Gabel discusses pandemic challenges facing the University of Minnesota

The University of Minnesota campus amid the COVID-19 pandemic. (FOX 9)

The heartbeat of student activity on the University of Minnesota campus gives a much different pulse this fall amid the pandemic. Enrollment is down from last year, but President Joan Gabel says teaching and learning is still a top priority.

“We are working them just as hard in the classroom,” said Gabel. “They are taking the same courses. It is the same faculty. So, from an education point of view, we didn’t miss a beat.”

FOX 9’s Tim Blotz moderated a webinar with University of Minnesota President Joan Gabel at the invitation of the Minneapolis Regional Chamber of Commerce. During the event, Gabel discussed how the university has adapted amid the pandemic, but still faces other issues.

Gabel says she worries about mental health. Surveys by the American Psychological Association show 41 percent of college students suffer from anxiety and 36 percent battle depression. Gabel worries the pandemic has greatly expanded these challenges.

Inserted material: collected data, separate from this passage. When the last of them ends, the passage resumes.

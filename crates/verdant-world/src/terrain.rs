//! Terrain: the height field plus the bounded cache of generated chunks.

use glam::Vec2;
use tracing::{debug, info, trace, warn};
use verdant_common::{ChunkCoord, EntityId};

use crate::block::{Block, BlockMaterial};
use crate::cache::ChunkCache;
use crate::chunk::{Chunk, ChunkContents};
use crate::config::WorldConfig;
use crate::height::{baseline_for_window, GroundHeight, HeightField};

/// Owns the ground of one world.
///
/// Chunks are generated on first request, kept in an LRU cache, and
/// regenerated bit for bit after eviction. Only `Terrain` inserts into or
/// evicts from the cache.
#[derive(Debug)]
pub struct Terrain {
    /// World configuration
    config: WorldConfig,
    /// Height of the visible window; columns stop just below it
    window_height: f32,
    /// Ground elevation
    height: HeightField,
    /// Cached chunks
    cache: ChunkCache,
    /// Coordinates evicted since the last `take_evictions`
    evictions: Vec<ChunkCoord>,
}

impl Terrain {
    /// Creates terrain for a window of the given height.
    ///
    /// The configuration is validated first, so out-of-range values are
    /// clamped rather than reaching generation.
    #[must_use]
    pub fn new(mut config: WorldConfig, window_height: f32, seed: u64) -> Self {
        config.validate();
        let baseline = baseline_for_window(window_height);
        info!(
            "Creating terrain with seed={}, baseline={}, cache_capacity={}",
            seed, baseline, config.cache_capacity
        );

        Self {
            height: HeightField::new(seed, baseline, &config.height),
            cache: ChunkCache::new(config.cache_capacity),
            config,
            window_height,
            evictions: Vec::new(),
        }
    }

    /// Returns the world seed.
    #[must_use]
    pub const fn seed(&self) -> u64 {
        self.height.seed()
    }

    /// Returns the baseline ground height.
    #[must_use]
    pub const fn baseline(&self) -> f32 {
        self.height.baseline()
    }

    /// Returns the world configuration.
    #[must_use]
    pub const fn config(&self) -> &WorldConfig {
        &self.config
    }

    /// Returns the window height.
    #[must_use]
    pub const fn window_height(&self) -> f32 {
        self.window_height
    }

    /// Ground y at world x.
    #[must_use]
    pub fn height_at(&self, x: f32) -> f32 {
        self.height.height_at(x)
    }

    /// Materializes every chunk overlapping `[min_x, max_x)` and returns
    /// their blocks in ascending chunk order.
    ///
    /// Cached chunks are refreshed to most recently used. Eviction runs
    /// once the whole batch is loaded and never touches the batch itself.
    pub fn create_in_range(&mut self, min_x: i32, max_x: i32) -> Vec<Block> {
        let width = self.config.chunk_width();
        let batch: Vec<ChunkCoord> = ChunkCoord::covering(min_x, max_x, width).collect();

        let mut blocks = Vec::new();
        for &coord in &batch {
            self.ensure_loaded(coord);
            if let Some(chunk) = self.cache.get(coord) {
                blocks.extend_from_slice(chunk.blocks());
            }
        }

        self.evict_excess(&batch);
        blocks
    }

    /// Sets the active flag of a cached chunk.
    ///
    /// Returns `false` if the chunk is not cached.
    pub fn set_active(&mut self, coord: ChunkCoord, active: bool) -> bool {
        match self.cache.get_mut(coord) {
            Some(chunk) => {
                chunk.set_active(active);
                true
            },
            None => false,
        }
    }

    /// Records the flora entities living on a cached chunk.
    pub fn attach_flora(&mut self, coord: ChunkCoord, flora: Vec<EntityId>) -> bool {
        self.cache
            .get_mut(coord)
            .is_some_and(|chunk| chunk.attach_flora(flora))
    }

    /// Destroys a cached chunk immediately.
    ///
    /// Active chunks are refused; unknown coordinates are a no-op.
    pub fn unload(&mut self, coord: ChunkCoord) -> Option<ChunkContents> {
        if self.cache.get(coord)?.is_active() {
            debug!("Refusing to unload active {coord}");
            return None;
        }
        let mut chunk = self.cache.remove(coord)?;
        debug!("Unloaded {coord}");
        chunk.unload()
    }

    /// Drains the coordinates evicted since the last call.
    pub fn take_evictions(&mut self) -> Vec<ChunkCoord> {
        std::mem::take(&mut self.evictions)
    }

    /// Checks if a chunk is cached and loaded.
    #[must_use]
    pub fn is_loaded(&self, coord: ChunkCoord) -> bool {
        self.cache.get(coord).is_some_and(Chunk::is_loaded)
    }

    /// Returns a cached chunk.
    #[must_use]
    pub fn chunk(&self, coord: ChunkCoord) -> Option<&Chunk> {
        self.cache.get(coord)
    }

    /// Returns the number of loaded chunks.
    #[must_use]
    pub fn loaded_count(&self) -> usize {
        self.cache.len()
    }

    /// Returns the chunk cache.
    #[must_use]
    pub const fn cache(&self) -> &ChunkCache {
        &self.cache
    }

    /// Loads a chunk if absent, otherwise refreshes its recency.
    fn ensure_loaded(&mut self, coord: ChunkCoord) {
        if self.cache.touch(coord) {
            return;
        }

        let mut chunk = Chunk::new(coord, self.config.chunk_width());
        chunk.load(self.generate_blocks(coord));
        debug!("Generated {coord} with {} blocks", chunk.blocks().len());
        self.cache.insert(chunk);
    }

    fn evict_excess(&mut self, batch: &[ChunkCoord]) {
        if !self.cache.is_over_capacity() {
            return;
        }

        for eviction in self.cache.evict_excess(batch) {
            debug!(
                "Evicted {} ({} blocks, {} flora)",
                eviction.coord,
                eviction.contents.blocks.len(),
                eviction.contents.flora.len()
            );
            self.evictions.push(eviction.coord);
        }

        if self.cache.is_over_capacity() {
            warn!(
                "Chunk cache over capacity ({}/{}): no inactive chunk left to evict",
                self.cache.len(),
                self.cache.capacity()
            );
        }
    }

    /// Builds the block columns of one chunk.
    fn generate_blocks(&self, coord: ChunkCoord) -> Vec<Block> {
        let block = self.config.block_size;
        let size = block as f32;
        let width = self.config.chunk_width();
        let floor_y = self.window_height + size;

        let mut blocks =
            Vec::with_capacity((self.config.chunk_blocks * self.config.terrain_depth) as usize);

        for x in (coord.min_x(width)..coord.max_x(width)).step_by(block as usize) {
            let column_top = (self.height_at(x as f32) / size).floor() * size;

            for depth in 0..self.config.terrain_depth {
                let y = column_top + depth as f32 * size;
                if y >= floor_y {
                    break;
                }
                blocks.push(Block::new(
                    Vec2::new(x as f32, y),
                    size,
                    BlockMaterial::for_depth(depth),
                ));
            }
        }

        trace!("{coord}: {} blocks", blocks.len());
        blocks
    }
}

impl GroundHeight for Terrain {
    fn height_at(&self, x: f32) -> f32 {
        self.height.height_at(x)
    }
}

#[cfg(test)]
mod tests {
    use super::*;

    fn terrain(seed: u64) -> Terrain {
        Terrain::new(WorldConfig::default(), 500.0, seed)
    }

    #[test]
    fn test_baseline() {
        assert!((terrain(1).baseline() - 333.0).abs() < f32::EPSILON);
    }

    #[test]
    fn test_blocks_stay_inside_their_chunk() {
        let mut terrain = terrain(42);
        for x in [-3, 0, 3] {
            let coord = ChunkCoord::new(x);
            let blocks = terrain.create_in_range(coord.min_x(300), coord.max_x(300));
            assert!(!blocks.is_empty());
            for block in &blocks {
                let bx = block.position().x as i32;
                assert!(coord.min_x(300) <= bx && bx < coord.max_x(300));
                assert_eq!(bx.rem_euclid(30), 0);
            }
        }
    }

    #[test]
    fn test_columns_start_on_grid_with_topsoil() {
        let mut terrain = Terrain::new(WorldConfig::default(), 720.0, 42);
        let blocks = terrain.create_in_range(0, 300);

        for x in (0..300).step_by(30) {
            let column: Vec<_> = blocks
                .iter()
                .filter(|b| b.position().x as i32 == x)
                .collect();
            assert!(!column.is_empty() && column.len() <= 25);
            let top = (terrain.height_at(x as f32) / 30.0).floor() * 30.0;
            assert!((column[0].position().y - top).abs() < f32::EPSILON);
            assert_eq!(column[0].material(), BlockMaterial::Topsoil);
            if column.len() > 2 {
                assert_eq!(column[2].material(), BlockMaterial::Subsoil);
            }
            assert!(column.iter().all(|b| b.position().y < 750.0));
        }
    }

    #[test]
    fn test_range_output_is_ordered_by_chunk() {
        let mut terrain = terrain(5);
        let blocks = terrain.create_in_range(-600, 600);
        let xs: Vec<f32> = blocks.iter().map(|b| b.position().x).collect();
        assert!(xs.windows(2).all(|w| w[0] <= w[1]));
        assert_eq!(terrain.loaded_count(), 4);
    }

    #[test]
    fn test_empty_range() {
        let mut terrain = terrain(5);
        assert!(terrain.create_in_range(300, 300).is_empty());
        assert_eq!(terrain.loaded_count(), 0);
    }

    #[test]
    fn test_regeneration_after_eviction_is_identical() {
        let mut terrain = terrain(42);
        let coord = ChunkCoord::new(3);
        let first: Vec<_> = terrain
            .create_in_range(coord.min_x(300), coord.max_x(300))
            .iter()
            .map(Block::layout_key)
            .collect();

        for x in 10..35 {
            terrain.create_in_range(x * 300, (x + 1) * 300);
        }
        assert!(!terrain.is_loaded(coord));
        assert!(terrain.take_evictions().contains(&coord));

        let second: Vec<_> = terrain
            .create_in_range(coord.min_x(300), coord.max_x(300))
            .iter()
            .map(Block::layout_key)
            .collect();
        assert_eq!(first, second);
    }

    #[test]
    fn test_active_chunks_survive_pressure() {
        let mut terrain = terrain(9);
        terrain.create_in_range(0, 300);
        assert!(terrain.set_active(ChunkCoord::new(0), true));

        for x in 1..40 {
            terrain.create_in_range(x * 300, (x + 1) * 300);
        }
        assert!(terrain.is_loaded(ChunkCoord::new(0)));
        assert!(terrain.loaded_count() <= 20);
    }

    #[test]
    fn test_degenerate_config_is_clamped() {
        let config = WorldConfig {
            block_size: 0,
            chunk_blocks: 0,
            ..WorldConfig::default()
        };
        let mut terrain = Terrain::new(config, 1000.0, 1);
        assert_eq!(terrain.config().chunk_width(), 1);

        let blocks = terrain.create_in_range(0, 3);
        assert_eq!(terrain.loaded_count(), 3);
        assert!(!blocks.is_empty());
    }

    #[test]
    fn test_explicit_unload() {
        let mut terrain = terrain(9);
        terrain.create_in_range(0, 300);
        terrain.set_active(ChunkCoord::new(0), true);
        assert!(terrain.unload(ChunkCoord::new(0)).is_none());

        terrain.set_active(ChunkCoord::new(0), false);
        let contents = terrain.unload(ChunkCoord::new(0)).expect("cached chunk");
        assert!(!contents.blocks.is_empty());
        assert!(!terrain.is_loaded(ChunkCoord::new(0)));
        assert!(terrain.unload(ChunkCoord::new(0)).is_none());
        assert!(!terrain.set_active(ChunkCoord::new(0), true));
    }
}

“We have done just a few things operationally,” said Gabel. “We have given our community advisors and faculty and staff additional training. We have invested in telehealth and other technologies so that students can receive support. We can triage that support and get them to the right level of support, even remotely.”

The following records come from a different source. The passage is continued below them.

//! # Verdant Common
//!
//! Common types shared by the Verdant crates.
//!
//! This crate provides:
//! - Chunk coordinates and world-span math
//! - Entity identifiers and a per-world allocator
//! - Common error types
//! - Prelude for convenient imports

#![warn(missing_docs)]
#![warn(clippy::all)]
#![deny(clippy::unwrap_used)]

pub mod coords;
pub mod error;
pub mod ids;

/// Prelude module for convenient imports
pub mod prelude {
    pub use crate::coords::*;
    pub use crate::error::*;
    pub use crate::ids::*;
}

pub use prelude::*;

The university, however, faces infrastructure issues too. The stalled bonding bill in the state Legislature is holding up critical improvements to the Institute for Child Development, which holds the country’s leading child psychology program. Also delayed are the upgrades to the chemistry labs at Smith Hall.

“Those of you who took chemistry at the school, it is unchanged,” said Gabel. “And we can teach chemistry so much better with space that now uses team-based learning and technology. It would allow us would allow us to distribute what we teach in those labs.”

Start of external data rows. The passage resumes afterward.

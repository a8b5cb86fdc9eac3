//! Engine configuration.
//!
//! Provides the run, observer and world parameters of a headless session.
//! Configuration can be loaded from and saved to a TOML file.

use serde::{Deserialize, Serialize};
use std::fs;
use std::path::Path;
use tracing::{info, warn};
use verdant_common::{ConfigError, VerdantResult};
use verdant_world::WorldConfig;

/// Configuration file name.
pub const CONFIG_FILE: &str = "verdant.toml";

/// Engine configuration parameters.
#[derive(Debug, Clone, PartialEq, Serialize, Deserialize)]
#[serde(default)]
pub struct EngineConfig {
    // === Run Settings ===
    /// Height of the virtual window in world units (sets the ground baseline)
    pub window_height: f32,
    /// Simulated frames per second
    pub target_fps: u32,
    /// Frames to simulate before exiting
    pub frames: u64,
    /// Pace frames in real time instead of running flat out
    pub realtime: bool,
    /// Log a stats line every this many frames (0 = only at the end)
    pub stats_interval: u64,

    // === Observer Settings ===
    /// World seed (None = random)
    pub world_seed: Option<u64>,
    /// Observer start position
    pub observer_start_x: f32,
    /// Observer speed in world units per second (negative walks left)
    pub observer_speed: f32,
    /// Turn around after walking this many seconds (0 = never)
    pub turn_after_secs: f32,
    /// Seconds between attempts to eat nearby fruit (0 = never)
    pub forage_interval_secs: f32,

    // === Streaming Settings ===
    /// Destroy chunks as soon as they leave the window
    pub unload_on_exit: bool,

    // === World Settings ===
    /// World generation parameters
    pub world: WorldConfig,
}

impl Default for EngineConfig {
    fn default() -> Self {
        Self {
            // Run
            window_height: 720.0,
            target_fps: 60,
            frames: 3600,
            realtime: false,
            stats_interval: 600,

            // Observer
            world_seed: None,
            observer_start_x: 0.0,
            observer_speed: 240.0,
            turn_after_secs: 0.0,
            forage_interval_secs: 5.0,

            // Streaming
            unload_on_exit: false,

            // World
            world: WorldConfig::default(),
        }
    }
}

impl EngineConfig {
    /// Load configuration from a specific path.
    /// Returns default config if file doesn't exist or is invalid.
    pub fn load_from<P: AsRef<Path>>(path: P) -> Self {
        let path = path.as_ref();

        if !path.exists() {
            info!("Config file not found, using defaults");
            return Self::default();
        }

        let contents = match fs::read_to_string(path) {
            Ok(contents) => contents,
            Err(e) => {
                warn!("Failed to read config file: {e}");
                return Self::default();
            },
        };

        match Self::from_toml_str(&contents) {
            Ok(config) => {
                info!("Loaded config from {}", path.display());
                config
            },
            Err(e) => {
                warn!("{e}");
                Self::default()
            },
        }
    }

    /// Parse configuration from TOML text.
    pub fn from_toml_str(contents: &str) -> Result<Self, ConfigError> {
        toml::from_str(contents).map_err(|e| ConfigError::Parse(e.to_string()))
    }

    /// Save configuration to a specific path.
    pub fn save_to<P: AsRef<Path>>(&self, path: P) -> VerdantResult<()> {
        let path = path.as_ref();

        if let Some(parent) = path.parent() {
            fs::create_dir_all(parent)?;
        }

        let contents =
            toml::to_string_pretty(self).map_err(|e| ConfigError::Serialize(e.to_string()))?;
        fs::write(path, contents)?;

        info!("Saved config to {}", path.display());
        Ok(())
    }

    /// Validate and clamp configuration values to sensible ranges.
    pub fn validate(&mut self) {
        self.target_fps = self.target_fps.clamp(1, 240);
        self.forage_interval_secs = self.forage_interval_secs.max(0.0);
        self.turn_after_secs = self.turn_after_secs.max(0.0);

        self.world.validate();
    }

    /// Rejects values no clamp can repair.
    pub fn check(&self) -> Result<(), ConfigError> {
        if !self.window_height.is_finite() || self.window_height <= 0.0 {
            return Err(ConfigError::InvalidValue {
                field: "window_height",
                reason: format!("{} is not a positive height", self.window_height),
            });
        }
        if !self.observer_speed.is_finite() {
            return Err(ConfigError::InvalidValue {
                field: "observer_speed",
                reason: "must be finite".to_string(),
            });
        }
        if !self.observer_start_x.is_finite() {
            return Err(ConfigError::InvalidValue {
                field: "observer_start_x",
                reason: "must be finite".to_string(),
            });
        }
        Ok(())
    }
}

It’s one of the many challenges as the university tries to prepare a unique generation of students during a unique time.

“They are scrappy,” said Gabel. “They are resilient. They have grit. They have had everything that they thought they were supposed to do upended, they’re coming to school anyway. They’re progressing through school anyway. I think you’re going to find an incredible group of young, new talent when they enter the workforce as they graduate out of this.”